Children, unconscious patients, and individuals with speech or mental disabilities are often unable to describe the object that they have swallowed which makes it dangerous for the patient if undiagnosed or concludes with an unnecessary surgery if the ingested object was harmless. Our invention would be able to provide the best course of action for the patient and give clinicians a clearer picture of what the patient has ingested.

The disclosed device, system and method provide an improvement over other available products currently on the market in that with its sensors and calibration method it is designed specifically for medical use and the clinical workflow. The only products that exist on the market today are traditional magnet detectors for commercial use. These are not sensitive enough for a clinical setting to accurately determine the magnetic status of an ingested foreign body with the interference from other equipment and magnetic materials commonly found within hospitals and other clinical settings.

An example set of design requirements was decided on based on discussions with numerous stakeholders, including emergency room physicians, pediatric gastroenterologists, and surgeons from more than five hospitals and urgent care centers in the United States. The example criteria below are considered for the device to instantiate a meaningful advancement beyond the current standard of care. The device should not generate a magnetic field strong enough to move an ingested magnetic foreign object within the body. The device returns a clear heatmap with registration markers and any magnetic objects in a short amount of time to promptly guide management. Testing of the device showed that the device can output a result within 30 seconds. The device is intuitive to use. From the clinician interviews, it was found that clinicians preferred to spend a maximum of 10 minutes on learning how to use a new device.

FIG. 2 shows an example circuit schematic 200 of a 2×4 sensor array block of the device according to examples of the present disclosure. The device comprises array of magnetometers 202, for example GY-271 HMC5883L 3-axis magnetic electronic compass module, or other similar type devices. Array of magnetometers 202 are designed for low-field magnetic sensing with a digital interface and operate by converting any magnetic field to a differential voltage output on 3 axes. The voltage shift is the raw digital output value, which is used to determine magnetic fields coming from different directions. Array of magnetometers 202 are connected to inter-integrated circuit (I2C) multiplexers 204, for example TCA9548A, which has eight bidirectional translating switches that can be controlled through the I2C bus, or other similar type of devices, and wireless (WiFi) modules 206, for example NodeMCU ESP8266, which is an open-source platform based on ESP8266 that can connect objects and allow data transfer with the WiFi protocol, or other similar type of devices.

The magnetoresistive magnetometers detect a change in electrical resistance caused by nearby magnetic objects, measuring the strength of the magnetic field (mT) in the x, y, and z directions. Each magnetometer is connected to an I2C Multiplexer, which can connect up to 8 I2C sensors. The multiplexer is then connected to an I2C bus of the Wifi module. The Wifi module transmits the magnetic field data to the computer by connecting to a message queuing telemetry transport (MQTT) broker hosted on a computer. The device itself does not do any processing, and is solely responsible for sending sensor data to the computer for further processing. As such, it is currently powered by a 5V source (e.g., wall outlet or computer's USB port).
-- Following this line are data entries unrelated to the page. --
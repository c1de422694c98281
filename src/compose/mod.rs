pub(crate) mod scene;
pub(crate) mod stitch;
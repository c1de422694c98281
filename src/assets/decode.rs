use std::path::Path;
use std::sync::Arc;

use anyhow::Context;

use crate::foundation::error::{ReelError, ReelResult};
use crate::foundation::math::premultiply_rgba8_in_place;

#[derive(Clone, Debug)]
/// Raster image in premultiplied RGBA8 form.
pub struct PreparedImage {
    /// Width in pixels.
    pub width: u32,
    /// Height in pixels.
    pub height: u32,
    /// Pixel bytes in row-major premultiplied RGBA8.
    pub rgba8_premul: Arc<Vec<u8>>,
}

impl PreparedImage {
    /// Wrap an already-premultiplied buffer, checking its length.
    pub fn from_premul(width: u32, height: u32, rgba8_premul: Vec<u8>) -> ReelResult<Self> {
        let expected = (width as usize) * (height as usize) * 4;
        if width == 0 || height == 0 || rgba8_premul.len() != expected {
            return Err(ReelError::validation(format!(
                "image buffer is {} bytes, expected {expected} for {width}x{height}",
                rgba8_premul.len()
            )));
        }
        Ok(Self {
            width,
            height,
            rgba8_premul: Arc::new(rgba8_premul),
        })
    }
}

/// Decode encoded image bytes and convert to premultiplied RGBA8.
pub fn decode_image(bytes: &[u8]) -> ReelResult<PreparedImage> {
    let dyn_img = image::load_from_memory(bytes).context("decode image from memory")?;
    let rgba = dyn_img.to_rgba8();
    let (width, height) = rgba.dimensions();

    let mut rgba8_premul = rgba.into_raw();
    premultiply_rgba8_in_place(&mut rgba8_premul);

    PreparedImage::from_premul(width, height, rgba8_premul)
}

/// Read and decode an image file. A missing file and an undecodable one are reported as
/// distinct asset errors so callers can skip the owning scene.
pub fn load_image(path: &Path) -> ReelResult<PreparedImage> {
    let bytes = match std::fs::read(path) {
        Ok(b) => b,
        Err(e) if e.kind() == std::io::ErrorKind::NotFound => {
            return Err(ReelError::missing(path));
        }
        Err(e) => return Err(ReelError::unreadable(path, e)),
    };
    decode_image(&bytes).map_err(|e| ReelError::unreadable(path, e))
}

#[cfg(test)]
#[path = "../../tests/unit/assets/decode.rs"]
mod tests;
The mechanical components of the device as described is mainly a housing for the array of sensors. The exact implementation of the design is not as important as the function of the housing which is to secure the individual sensors in a fixed distance from each other which the computer software can use to extract magnetic field data. The design shown in the image above can be formulated into any size and shape depending on the future development of the device. Generally, as the number of sensors increases over a fixed region, the sensitivity of the device is increased as there are more data points for the system to extract from.

Furthermore, the housing of the device is also able to be moved left/right/up/down on the grooved design on two perpendicular rails. This allows the device to be moved accordingly to the position of the patient and held stationary during the scan (FIG. 3A, FIG. 3B, FIG. 3C, and FIG. 3D).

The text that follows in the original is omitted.